Editor's note: A national study published this month credited the HPV vaccine with significantly dropping the infection rate among U.S. teens. "Infection with the viral strains that cause cancer dropped to 3.6 percent among girls ages 14 to 19 in 2010, from 7.2 percent in 2006," the New York Times reported.
Truth is (if you'll forgive my use of a conversation-starter favored by tweens and teens), I wasn't always a champion of the HPV vaccine. I did, however, eventually change my mind and had all four of my kids vaccinated.
As a number of recent studies show, I'm not alone. More parents are accepting the vaccine after learning about the long-term dangers of the human papillomavirus for both women and men, as Michael Douglas' recent admissions underscored. Though the focus was on girls during the vaccine's early years, insurance companies now routinely cover the cost of the vaccine for both girls and boys, my pediatrician told me.
I didn't really enjoy learning certain intimate details about Douglas' sexual history, but I'm grateful he brought the issue of men and HPV back into the national conversation. Plenty of Americans parents continue to dismiss the need to get their daughters vaccinated and don't even consider the series of shots for their sons.
I was there once. My initial reticence over the HPV vaccine probably comes from how I first heard of it, years ago during a dinner with a few fellow moms. One said that some girls on her daughter's soccer team had approached another mom after learning she was a nurse. These girls were concerned, you see, about some strange warts they'd found in their mouths. When the nurse-mom took a look, she saw what she knew to be signs of sexually transmitted infections.
Warts in their mouths? Suddenly I'd lost my appetite. "And, as for the boys they were with, those warts will be on their – well, you know…" my friend said. "It was human papilloma virus. From oral sex." At the time, my oldest child was in middle school, as were the aforementioned girls. I stumbled over my words. "Wait. What? Who are these girls?"
What had I wanted to hear? That they'd been recently released from a maximum-security juvenile detention center? Nope. They were just regular, young teens who were sexually active. Well, to be precise, they didn't consider themselves sexually active because it was "just" oral sex, not intercourse.
Back then, the last time my son had so much as admitted romantic feelings for someone was when as a first-grader, he told me that he was going to marry Kathy Selden, Debbie Reynolds' character in Singin' in the Rain. Here he was, only a few years later with peers who had STDs.
So, when he was about 12 and the doctor at our pediatrician's office handed me a HPV fact sheet and described the series of vaccines that they offered to prevent infection, I declined. My son wasn't even holding hands with girls, let alone – well, I couldn't even wrap my mind around it. In fact, I don't think he could either. He still desperately tried to bat the conversation away when my husband or I talked to him about puberty or anything even remotely related to sexuality.
A couple of years after declining the vaccine – now the mother of slightly older children whose lives seemed inexplicably more fragile and yet more secure at the same time – I said yes to it. Yes, we'll begin and complete the three-injection series. Yes, yes, yes.

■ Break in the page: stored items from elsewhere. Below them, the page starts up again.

//! Tree implementation
//!
//! Path navigation, leaf reads/writes, subtree copies and depth-first
//! traversal over a single rooted tree of [`Node`]s.

use std::fs;
use std::path::Path;

use serde_json::{Map, Value};

use crate::error::{Result, StateError};

use super::node::{Dir, Node};
use super::path::{is_segment, join, render, resolve};

/// A rooted tree of named nodes with a current directory
///
/// Relative paths passed to any method are resolved against the current
/// directory set with [`Tree::cd`]. The root is always a directory.
#[derive(Debug, Clone, Default, PartialEq, Eq)]
pub struct Tree {
    /// Root directory
    root: Dir,

    /// Current directory, as segments from the root
    cwd: Vec<String>,
}

impl Tree {
    /// Create an empty tree
    pub fn new() -> Self {
        Self::default()
    }

    /// Build a tree from a JSON mapping (objects become directories)
    pub fn from_map(map: &Map<String, Value>) -> Result<Self> {
        Ok(Self {
            root: Dir::from_map(map)?,
            cwd: Vec::new(),
        })
    }

    /// Build a tree from a JSON value, which must be an object
    pub fn from_json(value: &Value) -> Result<Self> {
        match value {
            Value::Object(map) => Self::from_map(map),
            other => Err(StateError::InvalidSetPayload(format!(
                "tree root must be a JSON object, got {}",
                json_kind(other)
            ))),
        }
    }

    /// Export the whole tree as nested JSON objects
    pub fn to_json(&self) -> Value {
        self.root.to_json()
    }

    /// Root directory
    pub fn root(&self) -> &Dir {
        &self.root
    }

    // =========================================================================
    // Navigation
    // =========================================================================

    /// Current directory as an absolute path
    pub fn pwd(&self) -> String {
        render(&self.cwd)
    }

    /// Change the current directory
    pub fn cd(&mut self, path: &str) -> Result<()> {
        let segs = resolve(&self.cwd, path);
        if self.find_dir(&segs).is_none() {
            return Err(StateError::PathNotFound(render(&segs)));
        }
        self.cwd = segs;
        Ok(())
    }

    /// Resolve a path to its absolute form
    pub fn absolute(&self, path: &str) -> String {
        render(&resolve(&self.cwd, path))
    }

    pub fn exists(&self, path: &str) -> bool {
        let segs = resolve(&self.cwd, path);
        segs.is_empty() || self.find(&segs).is_some()
    }

    pub fn is_dir(&self, path: &str) -> bool {
        self.find_dir(&resolve(&self.cwd, path)).is_some()
    }

    // =========================================================================
    // Leaves and Directories
    // =========================================================================

    /// Read a leaf value
    pub fn cat(&self, path: &str) -> Result<String> {
        let segs = resolve(&self.cwd, path);
        if segs.is_empty() {
            return Err(StateError::NotALeaf("/".to_string()));
        }
        match self.find(&segs) {
            Some(Node::Leaf(value)) => Ok(value.clone()),
            Some(Node::Dir(_)) => Err(StateError::NotALeaf(render(&segs))),
            None => Err(StateError::PathNotFound(render(&segs))),
        }
    }

    /// Write a leaf value, creating the leaf and any missing parents
    pub fn touch(&mut self, path: &str, value: impl Into<String>) -> Result<()> {
        let segs = resolve(&self.cwd, path);
        let (name, parents) = segs.split_last().ok_or_else(|| {
            StateError::InvalidSetPayload("cannot store a value at /".to_string())
        })?;

        let parent = ensure_dir(&mut self.root, parents)?;
        match parent.get_mut(name) {
            Some(Node::Leaf(current)) => *current = value.into(),
            Some(Node::Dir(_)) => {
                return Err(StateError::InvalidSetPayload(format!(
                    "{} is a directory",
                    render(&segs)
                )))
            }
            None => {
                parent.insert(name.clone(), Node::Leaf(value.into()));
            }
        }
        Ok(())
    }

    /// Create a directory and any missing parents
    pub fn mkdir(&mut self, path: &str) -> Result<()> {
        let segs = resolve(&self.cwd, path);
        ensure_dir(&mut self.root, &segs)?;
        Ok(())
    }

    /// Names of the leaves directly inside a directory
    pub fn lsf(&self, path: &str) -> Result<Vec<String>> {
        Ok(self.dir_at(path)?.leaf_names())
    }

    /// Names of the directories directly inside a directory
    pub fn lsd(&self, path: &str) -> Result<Vec<String>> {
        Ok(self.dir_at(path)?.dir_names())
    }

    /// Number of leaves in the whole tree
    pub fn leaf_count(&self) -> usize {
        self.fold_dirs(0usize, |count, _, dir| Ok(count + dir.leaf_names().len()))
            .unwrap_or(0)
    }

    // =========================================================================
    // Copies
    // =========================================================================

    /// Standalone copy of a directory, re-rooted at `/`
    pub fn subtree(&self, path: &str) -> Result<Tree> {
        Ok(Tree {
            root: self.dir_at(path)?.clone(),
            cwd: Vec::new(),
        })
    }

    /// Copy the node at `src` into `dest` under `dest_root`.
    ///
    /// The copied node keeps its name: copying `/a/b` to `/x` lands at
    /// `/x/b`. Copying `/` merges every top-level child into `dest_root`.
    /// Same-named leaves are overwritten, same-named directories are merged,
    /// and a leaf/directory clash is an `InvalidSetPayload`.
    pub fn copy_subtree(&self, src: &str, dest: &mut Tree, dest_root: &str) -> Result<()> {
        let src_segs = resolve(&self.cwd, src);
        let dest_segs = resolve(&dest.cwd, dest_root);
        let dest_path = render(&dest_segs);

        if src_segs.is_empty() {
            let target = ensure_dir(&mut dest.root, &dest_segs)?;
            return merge_children(target, &self.root, &dest_path);
        }

        let node = self
            .find(&src_segs)
            .ok_or_else(|| StateError::PathNotFound(render(&src_segs)))?;
        let name = &src_segs[src_segs.len() - 1];
        let target = ensure_dir(&mut dest.root, &dest_segs)?;
        merge_node(target, name, node, &dest_path)
    }

    /// Copy the node at `src` onto disk under `dir`.
    ///
    /// Directories become directories and leaves become files holding their
    /// value. Returns the number of files written.
    pub fn write_to_disk(&self, src: &str, dir: &Path) -> Result<usize> {
        let segs = resolve(&self.cwd, src);
        fs::create_dir_all(dir)?;

        if segs.is_empty() {
            return write_dir(&self.root, dir);
        }
        match self.find(&segs) {
            Some(Node::Leaf(value)) => {
                fs::write(dir.join(&segs[segs.len() - 1]), value)?;
                Ok(1)
            }
            Some(Node::Dir(sub)) => write_dir(sub, &dir.join(&segs[segs.len() - 1])),
            None => Err(StateError::PathNotFound(render(&segs))),
        }
    }

    // =========================================================================
    // Traversal
    // =========================================================================

    /// Depth-first fold over every directory, root first.
    ///
    /// The visitor receives the accumulator, the directory's absolute path
    /// and the directory itself, and returns the next accumulator.
    pub fn fold_dirs<A, F>(&self, init: A, mut visit: F) -> Result<A>
    where
        F: FnMut(A, &str, &Dir) -> Result<A>,
    {
        let mut path = Vec::new();
        fold_dir(&self.root, &mut path, init, &mut visit)
    }

    /// Depth-first fold that may rewrite each directory's leaves in place
    pub fn fold_dirs_mut<A, F>(&mut self, init: A, mut visit: F) -> Result<A>
    where
        F: FnMut(A, &str, &mut Dir) -> Result<A>,
    {
        let mut path = Vec::new();
        fold_dir_mut(&mut self.root, &mut path, init, &mut visit)
    }

    // =========================================================================
    // Private Helpers
    // =========================================================================

    fn find(&self, segs: &[String]) -> Option<&Node> {
        let (name, parents) = segs.split_last()?;
        let mut dir = &self.root;
        for seg in parents {
            match dir.get(seg)? {
                Node::Dir(sub) => dir = sub,
                Node::Leaf(_) => return None,
            }
        }
        dir.get(name)
    }

    fn find_dir(&self, segs: &[String]) -> Option<&Dir> {
        if segs.is_empty() {
            return Some(&self.root);
        }
        match self.find(segs)? {
            Node::Dir(dir) => Some(dir),
            Node::Leaf(_) => None,
        }
    }

    fn dir_at(&self, path: &str) -> Result<&Dir> {
        let segs = resolve(&self.cwd, path);
        self.find_dir(&segs)
            .ok_or_else(|| StateError::PathNotFound(format!("{} is not a directory", render(&segs))))
    }
}

/// Walk (creating as needed) down to a directory
fn ensure_dir<'a>(root: &'a mut Dir, segs: &[String]) -> Result<&'a mut Dir> {
    let mut dir = root;
    for (depth, seg) in segs.iter().enumerate() {
        dir = match dir.entry_or_dir(seg) {
            Node::Dir(sub) => sub,
            Node::Leaf(_) => {
                return Err(StateError::InvalidSetPayload(format!(
                    "{} is a leaf, expected a directory",
                    render(&segs[..=depth])
                )))
            }
        };
    }
    Ok(dir)
}

fn merge_children(target: &mut Dir, src: &Dir, at: &str) -> Result<()> {
    for (name, child) in src.children() {
        merge_node(target, name, child, at)?;
    }
    Ok(())
}

fn merge_node(target: &mut Dir, name: &str, src: &Node, at: &str) -> Result<()> {
    let path = join(at, name);
    let existing = match target.get_mut(name) {
        Some(existing) => existing,
        None => {
            target.insert(name, src.clone());
            return Ok(());
        }
    };

    match (existing, src) {
        (Node::Leaf(current), Node::Leaf(value)) => *current = value.clone(),
        (Node::Dir(current), Node::Dir(incoming)) => merge_children(current, incoming, &path)?,
        (Node::Leaf(_), Node::Dir(_)) => {
            return Err(StateError::InvalidSetPayload(format!(
                "{} is a leaf, cannot merge a directory into it",
                path
            )))
        }
        (Node::Dir(_), Node::Leaf(_)) => {
            return Err(StateError::InvalidSetPayload(format!(
                "{} is a directory, cannot overwrite it with a value",
                path
            )))
        }
    }
    Ok(())
}

fn write_dir(dir: &Dir, to: &Path) -> Result<usize> {
    fs::create_dir_all(to)?;
    let mut written = 0;
    for (name, node) in dir.children() {
        if !is_segment(name) {
            return Err(StateError::InvalidSetPayload(format!(
                "refusing to write {:?} under {}",
                name,
                to.display()
            )));
        }
        match node {
            Node::Leaf(value) => {
                fs::write(to.join(name), value)?;
                written += 1;
            }
            Node::Dir(sub) => written += write_dir(sub, &to.join(name))?,
        }
    }
    Ok(written)
}

fn fold_dir<A, F>(dir: &Dir, path: &mut Vec<String>, acc: A, visit: &mut F) -> Result<A>
where
    F: FnMut(A, &str, &Dir) -> Result<A>,
{
    let mut acc = visit(acc, &render(path), dir)?;
    for (name, child) in dir.children() {
        if let Node::Dir(sub) = child {
            path.push(name.clone());
            acc = fold_dir(sub, path, acc, visit)?;
            path.pop();
        }
    }
    Ok(acc)
}

fn fold_dir_mut<A, F>(dir: &mut Dir, path: &mut Vec<String>, acc: A, visit: &mut F) -> Result<A>
where
    F: FnMut(A, &str, &mut Dir) -> Result<A>,
{
    let mut acc = visit(acc, &render(path), &mut *dir)?;
    for (name, child) in dir.children_mut() {
        if let Node::Dir(sub) = child {
            path.push(name.clone());
            acc = fold_dir_mut(sub, path, acc, visit)?;
            path.pop();
        }
    }
    Ok(acc)
}

fn json_kind(value: &Value) -> &'static str {
    match value {
        Value::Null => "null",
        Value::Bool(_) => "a bool",
        Value::Number(_) => "a number",
        Value::String(_) => "a string",
        Value::Array(_) => "an array",
        Value::Object(_) => "an object",
    }
}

I hadn't succumbed to the inevitability of my sons and daughters having sex in middle or high school. I'd just spent more time getting used to them growing up. I had talked it through more deeply with the trusted pediatricians who have cared for my children since they were tiny. One such doctor is Ruben Rucoba, a pediatrician, medical writer, and father of four whom I've known almost as long as I've been a mother. Dr. Rucoba, whose strong faith helped him survive cancer, is a strong proponent of the vaccine.
"Many parents feel that giving the vaccine is equivalent to expressing consent for their children to have sex," Rucoba said. "I advise them to look at it as a cancer prevention vaccine. The most ardent supporters of vaccination are the mothers who've dealt with cervical cancer themselves. Anybody who has encountered this cancer wants to do whatever they can to prevent it in their children."
Although my own children weren't yet sexually active, teens I knew well and truly respected had made erratic and unsafe choices as adolescents.
"Parents sometimes refuse the HPV vaccine because they maintain that 'If I did my job right, my children won't be having premarital sex,'" Dr. Rucoba said. "This couldn't be farther from the truth: if a teen or young adult is sexually active, that doesn't mean the parent failed. Teens don't always listen to their parents, and that's not the parents' fault. Teens can be impulsive, and they think they are invincible."
Rucoba explained that the vaccines are most effective when given long before sexual activity begins. Even when men and women do not have sexual contact until they're married, parents can't guarantee that their sons' or daughters' spouses will have made parallel decisions. "Are you willing to bet your child's life on that?" he asked.
Truth is, I hope my children will make choices that will allow them to enter into marriage someday as healthy, whole adults for whom their God-given sexuality is a gift, not a source of pain or woundedness.
Truth is, this raising kids thing is tricky.